While facing the pandemic, I will strive to:

  • Be a good husband, father, son, and brother.

  • Never let my disappointment in some people and institutions blind me to the inspiration I should find in others.

  • Choose the hard right over the easy wrong.

  • Hold myself accountable when I fall short, while at the same time forgiving myself.

  • Do all I can to make other people safe.

  • Recognize that I am fortunate beyond measure, and I should not complain about being without things others have been without all along.

  • Take a deep breath (or two) before sharing my opinion.

  • Be a discerning consumer of information.

  • Stay busy and prioritize diet and exercise.

  • Seek out the good in both people and in the world around us.

  • Seek reasons to laugh with others.

  • Look forward to better days ahead at least as often as I look back to better days in the past.

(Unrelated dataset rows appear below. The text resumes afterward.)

// LinkMesh Linux: one mesh node over a UDP multicast radio emulation.

mod config;
mod radio;

use std::cell::RefCell;
use std::rc::Rc;
use std::time::{Duration, Instant};

use anyhow::Context;
use linkmesh_core::ap::{ApController, ApRole};
use linkmesh_core::{
    mesh_name_filter, Callbacks, MeshCore, MeshEvent, MessageContext, Millis, Radio, Recipients,
    TransmissionOptions,
};
use tokio::sync::mpsc;
use tokio::time::MissedTickBehavior;
use tracing::{debug, info, warn, Level};
use tracing_subscriber::{fmt, EnvFilter};

use radio::{Neighbours, UdpRadio};

const VERSION: &str = env!("CARGO_PKG_VERSION");
const RX_CHANNEL_DEPTH: usize = 64;

fn main() -> anyhow::Result<()> {
    for arg in std::env::args().skip(1) {
        if arg == "--version" || arg == "-V" {
            println!("linkmesh-linux {}", VERSION);
            return Ok(());
        }
    }

    let cfg = config::load();
    init_logging(cfg.log_filter.as_deref());

    // The engine is single-threaded; it runs on the block_on task itself.
    let rt = tokio::runtime::Runtime::new()?;
    rt.block_on(run(cfg))
}

/// RUST_LOG wins over the config file's `log_filter`; default is `info`.
fn init_logging(configured: Option<&str>) {
    let builder = EnvFilter::builder().with_default_directive(Level::INFO.into());
    let filter = match (std::env::var_os("RUST_LOG"), configured) {
        (None, Some(directives)) => builder.parse_lossy(directives),
        _ => builder.from_env_lossy(),
    };
    fmt().with_env_filter(filter).init();
}

async fn run(cfg: config::Config) -> anyhow::Result<()> {
    let station = cfg.station_mac().context("invalid station_mac")?;
    let socket = radio::make_multicast_socket(cfg.multicast_group, cfg.port)
        .with_context(|| format!("joining {}:{}", cfg.multicast_group, cfg.port))?;
    let recv_socket = tokio::net::UdpSocket::from_std(socket.try_clone()?)?;
    let neighbours = Neighbours::default();

    let (frame_tx, mut frame_rx) = mpsc::channel(RX_CHANNEL_DEPTH);
    let neighbours_recv = neighbours.clone();
    tokio::spawn(async move {
        if let Err(e) = radio::recv_loop(recv_socket, station, neighbours_recv, frame_tx).await {
            warn!(error = %e, "receive loop stopped");
        }
    });

    let udp = UdpRadio::new(
        socket,
        radio::group_addr(cfg.multicast_group, cfg.port),
        station,
        neighbours,
    );
    let callbacks = Callbacks::new(
        |request: &str, ctx: &MessageContext| {
            info!(peer = %ctx.sender, encrypted = ctx.encrypted, %request, "request");
            format!("echo: {request}")
        },
        |response: &str, ctx: &MessageContext| {
            info!(peer = %ctx.sender, encrypted = ctx.encrypted, %response, "response");
        },
        mesh_name_filter(cfg.mesh.mesh_name.clone()),
    );
    let core = Rc::new(RefCell::new(MeshCore::new(udp, cfg.mesh.clone(), callbacks)?));
    let role: Rc<RefCell<dyn ApRole>> = core.clone();
    let mut ap = ApController::new();
    ap.activate_ap(&role).context("starting access point")?;
    info!(
        %station,
        ap = %core.borrow().radio().ap_mac(),
        ssid = %cfg.mesh.ssid(),
        "linkmesh node up"
    );

    let start = Instant::now();
    // Wraps after ~49 days; the engine's timers are wrap-safe.
    let now = move || start.elapsed().as_millis() as Millis;
    let mut tick = tokio::time::interval(Duration::from_millis(cfg.tick_interval_ms.max(1)));
    tick.set_missed_tick_behavior(MissedTickBehavior::Skip);
    let mut hello = tokio::time::interval(Duration::from_secs(cfg.hello_interval_secs.max(1)));
    hello.set_missed_tick_behavior(MissedTickBehavior::Skip);

    let shutdown = shutdown_signal();
    tokio::pin!(shutdown);
    loop {
        tokio::select! {
            res = &mut shutdown => {
                if let Err(e) = res {
                    warn!(error = %e, "signal handler failed");
                }
                break;
            }
            Some((sender, bytes)) = frame_rx.recv() => {
                let mut c = core.borrow_mut();
                // Drain right away so the receive ring never fills.
                c.on_frame_received(sender, &bytes);
                log_events(c.perform_maintenance(now()));
            }
            _ = tick.tick() => {
                log_events(core.borrow_mut().perform_maintenance(now()));
            }
            _ = hello.tick() => {
                let mut c = core.borrow_mut();
                c.radio().send_beacon();
                let t = now();
                let greeting = format!("hello from {station}");
                if let Err(e) = c.attempt_transmission(
                    &greeting,
                    Recipients::Broadcast,
                    TransmissionOptions::default(),
                    t,
                ) {
                    warn!(error = %e, "hello not sent");
                }
                let options = TransmissionOptions {
                    scan: true,
                    encrypt: true,
                    ..TransmissionOptions::default()
                };
                if let Err(e) = c.attempt_transmission("ping", Recipients::ConnectionQueue, options, t) {
                    warn!(error = %e, "ping not sent");
                }
                debug!(
                    sessions = c.encrypted_connection_count(),
                    fail_rate = c.stats().transmission_fail_rate(),
                    "hello"
                );
            }
        }
    }

    ap.deactivate_ap(&role);
    info!("shutting down");
    Ok(())
}

fn log_events(events: Vec<MeshEvent>) {
    for event in events {
        match event {
            MeshEvent::ConnectionEstablished { peer, temporary } => {
                debug!(%peer, temporary, "event: connection established")
            }
            MeshEvent::HandshakeFailed { peer, reason } => {
                debug!(%peer, ?reason, "event: handshake failed")
            }
            MeshEvent::ConnectionRemoved { peer, reason } => {
                debug!(%peer, ?reason, "event: connection removed")
            }
            MeshEvent::TransmissionFinished { recipient, status } => {
                debug!(peer = %recipient, ?status, "event: transmission finished")
            }
        }
    }
}

/// Wait for Ctrl+C or SIGTERM (Unix).
async fn shutdown_signal() -> anyhow::Result<()> {
    #[cfg(unix)]
    {
        use tokio::signal::unix::{signal, SignalKind};
        let mut sigterm = signal(SignalKind::terminate())?;
        tokio::select! {
            _ = tokio::signal::ctrl_c() => {}
            _ = sigterm.recv() => {}
        }
    }
    #[cfg(not(unix))]
    {
        tokio::signal::ctrl_c().await?;
    }
    Ok(())
}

While I was writing things down that I thought were specifically applicable to that moment, I was obviously writing something more, and I have referred to these two lists often even as the worst days of the pandemic faded. For me, two things emerge in these pieces. The first is that they are grounded in hope–not wishfulness–but hope. Hope only exists in as much as it is represented by actions we take in the world. Second, to navigate great challenges we must devote ourselves to our most essential aspirations. For productive adults, particularly educators, those aspirations have to do with the impact we might have on the world to come through our students.